Certo, ora dovrà gestirla questa opportunità e sarà un lavoro molto complesso, duro e faticoso.

-La Libia, anche se a intermittenza, rimane il principale punto di arrivo e partenza dei migranti verso l’Europa. Gli ultimi mesi hanno visto addirittura migranti bengalesi e siriani, arrivare in Libia via aerea su Bengasi, tramite gli Emirati Arabi Uniti i primi e la Turchia i secondi, per poi raggiungere la Tripolitania via terra. Con un’America sempre meno disponibile a impiegare risorse in teatri scarsamente rilevanti per sé stessa e un’Europa politica divisa dalle linee strategiche di ogni nazione, una presenza politico-militare italiana a Tripoli, e in proiezione in Tripolitania, darebbe forse l’opportunità a Roma di soddisfare alcuni punti strategici: estendere la propria influenza, allungare la prima linea di difesa, vigilare meglio lo stretto di Sicilia, ma anche incidere sul traffico d’esseri umani verificando il rispetto dei diritti? Anzitutto sarebbe possibile?

Gli Stati Uniti sono totalmente disinteressati, diciamolo pure. Per quanto concerne l’Europa politica non c’è comunione d’intenti e forse manca pure la volontà d’esporsi realmente sul faldone libico.

Un impegno italiano sarebbe fondamentale, più deciso, più incisivo. Pensiamo a queste mezze figure che facciamo foraggiando e armando personaggi del calibro di al-Masri, banditi veri e propri per un fine a breve raggio di limitare del 10 per cento forse questa immigrazione clandestina. Un costo morale gigantesco, un ritorno minimo. È anche un mio impegno quello di pungolare il governo in questo senso. Non si riesce a scardinare quest’immobilismo e a far comprendere all’istituzione che problemi complessi, come questo, vanno risolti con soluzioni complesse, ti devi impegnare anche militarmente se necessario. Magari non come esercito dispiegato, ma con azioni di polizia, di resistenza a queste bande: una specie di peace enforcing, manifestando anche la volontà di entrare in battaglia nel caso, questo sarebbe sufficiente a creare un certo stato di timore da parte dei banditi locali.

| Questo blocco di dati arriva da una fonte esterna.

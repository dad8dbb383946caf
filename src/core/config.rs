/// Request resolution
///
/// Merges command line arguments, the target container's labels and
/// computed defaults into one immutable `BackupRequest`.

use chrono::{DateTime, Local};
use tracing::info;

use crate::core::archiver::{PruneSpec, Repository};
use crate::core::docker::{ContainerDetails, Engine};
use crate::core::error::Result;
use crate::utils::{
    console, format_archive_timestamp, is_truthy, short_id, Settings, LABEL_AUTO_PRUNE,
    LABEL_BACKUP_NAME, LABEL_NO_STOP, LABEL_PASSPHRASE, LABEL_PREFIX,
};

/// Request fields as given on the command line
#[derive(Debug, Clone, Default)]
pub struct RequestArgs {
    pub container: String,
    pub archive: Option<String>,
    pub prefix: Option<String>,
    pub passphrase: Option<String>,
    pub no_stop: bool,
    pub backup_name: Option<String>,
    pub prune: Option<String>,
}

/// Whether the operation works on a single archive
#[derive(Debug, Clone, Copy, PartialEq, Eq)]
pub enum ArchiveMode {
    /// Use the given archive or name a new one (backup)
    Generate,
    /// Use the given archive, if any; `<backup-name>::<archive>` picks the repository
    AsGiven,
    /// Operation works on the whole repository
    Unused,
}

/// Fully resolved request, never mutated after resolution
#[derive(Debug, Clone)]
pub struct BackupRequest {
    pub container: String,
    pub container_id: String,
    pub backup_name: String,
    pub repository: Repository,
    pub archive: Option<String>,
    pub prefix: String,
    pub no_stop: bool,
    pub prune: Option<PruneSpec>,
}

impl BackupRequest {
    /// `repository::archive`, when the request names an archive
    pub fn archive_id(&self) -> Option<String> {
        self.archive.as_deref().map(|a| self.repository.archive_id(a))
    }
}

/// CLI value, else label value, else default
///
/// Empty CLI values count as absent.
pub fn resolve_field(
    cli: Option<&str>,
    label: Option<&str>,
    default: impl FnOnce() -> String,
) -> String {
    cli.filter(|v| !v.is_empty())
        .or(label)
        .map(|v| v.to_string())
        .unwrap_or_else(default)
}

/// Optional variant of `resolve_field` for fields without a default
fn resolve_optional(cli: Option<&str>, label: Option<&str>) -> Option<String> {
    cli.filter(|v| !v.is_empty()).or(label).map(|v| v.to_string())
}

/// The no-stop label can only turn stopping off, never back on
pub fn resolve_no_stop(cli: bool, label: Option<&str>) -> bool {
    cli || label.map(is_truthy).unwrap_or(false)
}

/// Split `backup_name::archive`
fn split_archive(archive: &str) -> (Option<&str>, &str) {
    match archive.split_once("::") {
        Some((name, archive)) if !name.is_empty() => (Some(name), archive),
        Some((_, archive)) => (None, archive),
        None => (None, archive),
    }
}

pub struct Resolver<'a> {
    engine: &'a dyn Engine,
    settings: &'a Settings,
}

impl<'a> Resolver<'a> {
    pub fn new(engine: &'a dyn Engine, settings: &'a Settings) -> Self {
        Self { engine, settings }
    }

    pub async fn resolve(
        &self,
        args: &RequestArgs,
        mode: ArchiveMode,
    ) -> Result<(BackupRequest, ContainerDetails)> {
        self.resolve_at(args, mode, Local::now()).await
    }

    /// Resolve using `now` for default archive names
    pub async fn resolve_at(
        &self,
        args: &RequestArgs,
        mode: ArchiveMode,
        now: DateTime<Local>,
    ) -> Result<(BackupRequest, ContainerDetails)> {
        let target = self.engine.inspect(&args.container).await?;
        let request = self.build(args, mode, &target, now)?;

        info!(
            container = %request.container,
            backup_name = %request.backup_name,
            "resolved repository {}",
            request.repository.path.display()
        );
        console::repository(&request.repository.path);

        Ok((request, target))
    }

    fn build(
        &self,
        args: &RequestArgs,
        mode: ArchiveMode,
        target: &ContainerDetails,
        now: DateTime<Local>,
    ) -> Result<BackupRequest> {
        let (archive_backup_name, archive) = match (mode, args.archive.as_deref()) {
            (ArchiveMode::AsGiven, Some(a)) => {
                let (name, archive) = split_archive(a);
                (name, Some(archive))
            }
            (_, archive) => (None, archive),
        };

        let backup_name = resolve_field(
            args.backup_name.as_deref().or(archive_backup_name),
            target.label(LABEL_BACKUP_NAME),
            || format!("{}-{}", args.container, short_id(&target.id)),
        );

        let prefix = resolve_field(args.prefix.as_deref(), target.label(LABEL_PREFIX), || {
            self.settings.default_prefix.clone()
        });

        let passphrase =
            resolve_optional(args.passphrase.as_deref(), target.label(LABEL_PASSPHRASE));

        let prune = resolve_optional(args.prune.as_deref(), target.label(LABEL_AUTO_PRUNE))
            .map(|spec| spec.parse::<PruneSpec>())
            .transpose()?;

        let archive = match mode {
            ArchiveMode::Generate => Some(
                archive
                    .map(|a| a.to_string())
                    .unwrap_or_else(|| format!("{}_{}", prefix, format_archive_timestamp(now))),
            ),
            ArchiveMode::AsGiven => archive.map(|a| a.to_string()),
            ArchiveMode::Unused => None,
        };

        Ok(BackupRequest {
            container: args.container.clone(),
            container_id: target.id.clone(),
            repository: Repository::new(self.settings.repository_path(&backup_name), passphrase),
            backup_name,
            archive,
            prefix,
            no_stop: resolve_no_stop(args.no_stop, target.label(LABEL_NO_STOP)),
            prune,
        })
    }
}
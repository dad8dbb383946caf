/// Label, environment and default-value definitions
///
/// Everything basement reads from a target container or hands to the
/// archival tool is named here so the resolver and launcher agree on it.

pub const LABEL_BACKUP_NAME: &str = "basement.backup-name";
pub const LABEL_PREFIX: &str = "basement.prefix";
pub const LABEL_PASSPHRASE: &str = "basement.passphrase";
pub const LABEL_AUTO_PRUNE: &str = "basement.auto-prune";
pub const LABEL_NO_STOP: &str = "basement.no-stop";
pub const LABEL_AUTO_BACKUP: &str = "basement.auto-backup";

/// Set on every ephemeral child so it never counts as a linked container
pub const LABEL_CHILD: &str = "basement.child";

/// Present in the environment of the ephemeral child only
pub const ENV_IS_CHILD: &str = "BASEMENT_IS_CHILD";

/// Docker sets the container id as hostname, which is how we find ourselves
pub const ENV_HOSTNAME: &str = "HOSTNAME";

/// Set on the child to the container that launched it
pub const ENV_PARENT: &str = "BASEMENT_PARENT";

pub const ENV_CONFIG: &str = "BASEMENT_CONFIG";
pub const ENV_LOG: &str = "BASEMENT_LOG";

/// Archival tool environment
pub const ENV_PASSPHRASE: &str = "BORG_PASSPHRASE";
pub const ENV_RELOCATED_OK: &str = "BORG_RELOCATED_REPO_ACCESS_IS_OK";
pub const ENV_UNENCRYPTED_OK: &str = "BORG_UNKNOWN_UNENCRYPTED_REPO_ACCESS_IS_OK";

/// Name prefix of the ephemeral child containers
pub const CHILD_NAME_PREFIX: &str = "basement-child";

/// Length of the container id fragment used in default backup names
pub const SHORT_ID_LEN: usize = 8;

/// Archive timestamp format, `bs_2020-01-01@00.00.00`
pub const ARCHIVE_TIMESTAMP_FORMAT: &str = "%Y-%m-%d@%H.%M.%S";

/// Retention used when a prune spec is given as `default`
pub const DEFAULT_PRUNE_POLICY: &[&str] = &[
    "--keep-daily",
    "14",
    "--keep-weekly",
    "4",
    "--keep-monthly",
    "3",
];

/// Retention flags the archival tool understands
pub const PRUNE_KEEP_FLAGS: &[&str] = &[
    "--keep-within",
    "--keep-last",
    "--keep-secondly",
    "--keep-minutely",
    "--keep-hourly",
    "--keep-daily",
    "--keep-weekly",
    "--keep-monthly",
    "--keep-yearly",
];

/// Values accepted as "on" for boolean labels
pub const TRUTHY_LABEL_VALUES: &[&str] = &["", "1", "true", "yes", "on"];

Ci vuole tuttavia una volontà politica gigantesca e un consenso collettivo che io non vedo in Italia. Una decisione del genere comporterebbe anzitutto un parlamento contrario, poi una bufera mediatica. Nonostante tutto ciò, in Afganistan ci siamo andati, in Iraq lo stesso, della serie: se ci va tutto il mondo, con gli americani, noi non ci andiamo? Poi di fronte casa, in Libia, a fare un lavoro serio, di pulizia e di ricostruzione, questo no. Le motivazioni sono sempre le stesse: mancano le risorse, senza una coalizione internazionale non ci muoviamo, poi però parliamo della rilevanza dell’Indo-Pacifico, piuttosto che dell’Artico più di recente. Il problema sta nella mentalità giusta che manca, se nel 2014, già prima della battaglia fra i turchi e il Maresciallo Haftar (momento che vede dilagare il Califfato e l’inizio delle fratture attuali), avessimo avuto una mentalità più strategica e pragmatica, sarebbero bastati mille soldati per salvare le istituzioni; oggi ce ne vorrebbero già diecimila-ventimila. Allora con mille soldati e due unità navali fuori da Tripoli e da Bengasi avremmo messo a posto tutti i signori locali. Oggi, per gli attori sul campo, è molto complicato. La deriva sociale libica peggiorerà ancora nei prossimi anni: uno Stato fertile per traffici illeciti e crimini di ogni genere.